Chronic renal failure in Fabry disease: the long-term survival on renal replacement therapy

Aim

To evaluate survival among patients with Fabry disease (FD) depending on the type of renal replacement therapy and to investigate the efficacy of dialysis screening in the early diagnosis of FD in relatives of probands.

Material and methods

We conducted a study among adult patients with a definite diagnosis of FD. End-stage renal disease (ESRD) was defined according to KDIGO guidelines (2012). In each family we identified an index patient and his relatives who could inherit a mutant gene.

Results

ESRD was found in 50 (24.9%) of 201 patients with FD, including 48 (40.0%) of 120 males and 2 (2.7%) of 81 females. Kaplan-Meier cumulative incidence revealed rapidly increasing number of ESRD at the age of 20-30 years. Five patients received kidney transplant within 17 months (range 7-70 months) from initiation of dialysis treatment. Fifteen (33.3%) of 45 dialysis patients died at the median age of 45 (39; 58) years (all males). Nobody of kidney recipients has died.
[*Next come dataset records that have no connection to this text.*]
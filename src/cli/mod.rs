// CLI module
// Command-line interface and argument parsing

mod args;

pub use args::{CliArgs, StrategyType};

use clap::Parser;

/// Parse command-line arguments using clap
///
/// On invalid arguments or `--help`, clap prints the error or help text and
/// exits the process.
pub fn parse_args() -> CliArgs {
    CliArgs::parse()
}
//! I/O module
//!
//! Handles CSV parsing and output.
//!
//! # Components
//!
//! - `csv_format` - CSV format handling (record conversion, amount policy, output)
//! - `sync_reader` - Synchronous CSV reader with iterator interface
//! - `async_reader` - Asynchronous CSV reader with batch reading interface

pub mod async_reader;
pub mod csv_format;
pub mod sync_reader;

pub use async_reader::AsyncReader;
pub use csv_format::{convert_csv_record, write_balances_csv, AmountPolicy, CsvRecord};
pub use sync_reader::SyncReader;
In 44 (88%) of 50 patients, FD was diagnosed during screening in the Russian dialysis units within 1 year after initiation of dialysis treatment, including one patient after kidney transplantation. Genetic testing showed FD in 89 (57%) of 156 family members (including 18 children) of probands with ESRD. 80.4% relatives had early signs of kidney involvement.

Conclusion

ESRD is a frequent complication among patients with FD and is associated with worse prognosis. Dialysis screening remains an effective way to identify probands with FD and opens an opportunity for identifying relatives with early stages of FD.

Key words

Fabry disease, end-stage renal disease, renal replacement therapy, survival, family screening.